The unemployment rate in Canada rose by two-tenths in May, to 5.2%, due to younger people and the self-employed

Canada’s unemployment rate rose two-tenths to 5.2% in May, after destroying 17,000 jobs, according to data published by Statistics Canada this Friday, meaning eight straight months of job creation stalled.

The data, further the public agency, is explained by the behavior of the labor market, especially for young people (-77,000) and the self-employed (-40,000). Nevertheless, the situation has “barely changed” despite the fact that the unemployment rate rose for the first time in nine months after remaining stable at 5% since December last year.

Youth unemployment, that is in the 15 to 24-year-old age group, stood at 10.7%, 1.1% higher than in April, while those aged over 55 remained at 4.1% after an increase of two-tenths. Meanwhile, 4.3% of citizens aged 25-54 were unemployed, unchanged.
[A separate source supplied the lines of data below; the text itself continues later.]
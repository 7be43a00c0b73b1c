use event_model::{Envelope, EventResult, ModelEvent, model_event};

#[model_event(
    model_id = "machineStateChanged",
    category = Machine,
    required = ["machineId", "state"],
    parse_with = Self::hydrate
)]
pub struct MachineStateChangedEvent {
    pub state: String,
}

impl MachineStateChangedEvent {
    fn hydrate(envelope: Envelope) -> EventResult<Self> {
        let state = envelope.payload_str("state").unwrap_or_default().to_string();
        Ok(Self { envelope, state })
    }
}

fn main() {
    let content = serde_json::json!({
        "id": "m1",
        "modelId": "machineStateChanged",
        "payload": { "machineId": "press-7", "state": "RUNNING" }
    });
    let event = MachineStateChangedEvent::parse(content.as_object().unwrap()).unwrap();
    assert_eq!(event.state, "RUNNING");
    assert_eq!(event.into_envelope().model_id(), "machineStateChanged");
}
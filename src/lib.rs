//! Kiln: an x86-64 backend for register-unbounded IR
//!
//! Kiln lowers functions written over an unbounded supply of virtual
//! registers onto the eight legacy x86-64 general-purpose registers and
//! encodes the result as machine code.
//!
//! See [`pipeline::compile`] for the end-to-end entry point.

pub mod backend;
pub mod config;
pub mod error;
pub mod pipeline;

pub use config::BackendConfig;
pub use error::{BackendError, Result};
pub use pipeline::{CompileOutput, compile};
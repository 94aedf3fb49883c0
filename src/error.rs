//! Error types for the kiln backend
//!
//! Every failure in the backend is fail-fast: the error is returned to the
//! immediate caller with enough context (offending value, register or
//! instruction index) to diagnose the input that caused it.

use thiserror::Error;

/// Backend errors
#[derive(Error, Debug, Clone, PartialEq, Eq)]
pub enum BackendError {
    // Bit sequence construction
    /// A literal could not be parsed as a bit pattern
    ///
    /// **Triggered by:** `BitSequence::from_hex("C3G")`, `BitSequence::from_binary("102")`
    #[error("Malformed literal '{literal}': {reason}")]
    MalformedLiteral {
        /// The literal as given
        literal: String,
        /// What was wrong with it
        reason: String,
    },

    /// A value does not fit in the requested number of bits
    #[error("Value {value} does not fit in {width} bit(s)")]
    Overflow {
        /// The value that was requested
        value: u128,
        /// The available width in bits
        width: usize,
    },

    /// A bit sequence was serialized while not byte aligned
    ///
    /// This is always an encoder bug, never a user error.
    #[error("Bit sequence of length {len} is not byte aligned")]
    AlignmentError {
        /// Total length in bits
        len: usize,
    },

    // Register model
    /// Register name or number outside the modeled register set
    #[error("Unknown register: {name}")]
    UnknownRegister {
        /// The name (or `#<number>` for numeric lookups)
        name: String,
    },

    // Lowering
    /// An IR instruction reads a virtual register that has no earlier definition
    #[error("Virtual register {vreg} used before definition in '{function}' at instruction {index}")]
    UseBeforeDefinition {
        function: String,
        index: usize,
        vreg: String,
    },

    /// Too many values are live at once for the physical register file
    #[error(
        "Register exhaustion in '{function}' at instruction {index}: no free register for {vreg} ({available} allocatable)"
    )]
    RegisterExhaustion {
        function: String,
        index: usize,
        vreg: String,
        available: usize,
    },

    /// A virtual register is defined a second time
    #[error("Virtual register {vreg} redefined in '{function}' at instruction {index}")]
    Redefinition {
        function: String,
        index: usize,
        vreg: String,
    },

    /// Operation symbol without a matching two-operand instruction
    #[error("Unsupported operation: '{symbol}'")]
    UnsupportedOperation { symbol: String },

    /// Function declares more arguments than there are argument registers
    #[error("Function '{function}' has {count} arguments, only {available} argument registers")]
    TooManyArguments {
        function: String,
        count: usize,
        available: usize,
    },

    // Configuration
    /// Backend configuration rejected by validation
    #[error("Invalid configuration: {reason}")]
    InvalidConfig { reason: String },
}

/// Result type alias for backend operations
pub type Result<T> = std::result::Result<T, BackendError>;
The regions of Ontario, Nova Scotia and Newfoundland and Labrador recorded job losses, which increased in Manitoba and remained practically unchanged in the rest of the province.

The participation rate fell a tenth to 65.5% in May, and the North American nation recorded 20,113,000 workers and 1,093,000 unemployed. In an inter-annual comparison, wages increased by 5.1% and hours worked by 2.2%.

Rate of interest

Just two days ago, the Bank of Canada decided on Wednesday to raise interest rates by 25 basis points to 4.75%, the highest currency rate in 22 years, after keeping them unchanged since last January.

“Generally, inflation is falling, mainly due to lower energy prices compared to last year, but the underlying variable remains unbearably high,” the monetary authority explained in a press release.

The most recent reading for April was 4.4% on both the headline and core indexes. However, the overall rate rose by one-tenth of a point for the first time in ten months, while the underlying rate fell by one-tenth of a point to 4.5%.

The agency reported that the Canadian economy was “stronger than expected with GDP growth of 3.1% in the first quarter of 2023.” In this regard, the strength of consumption was “surprisingly strong and widespread”, and the housing market expanded as did services.

Furthermore, despite high participation and immigration rates, demand remained “excessive” and “persistent” in the face of a “tight” labor market.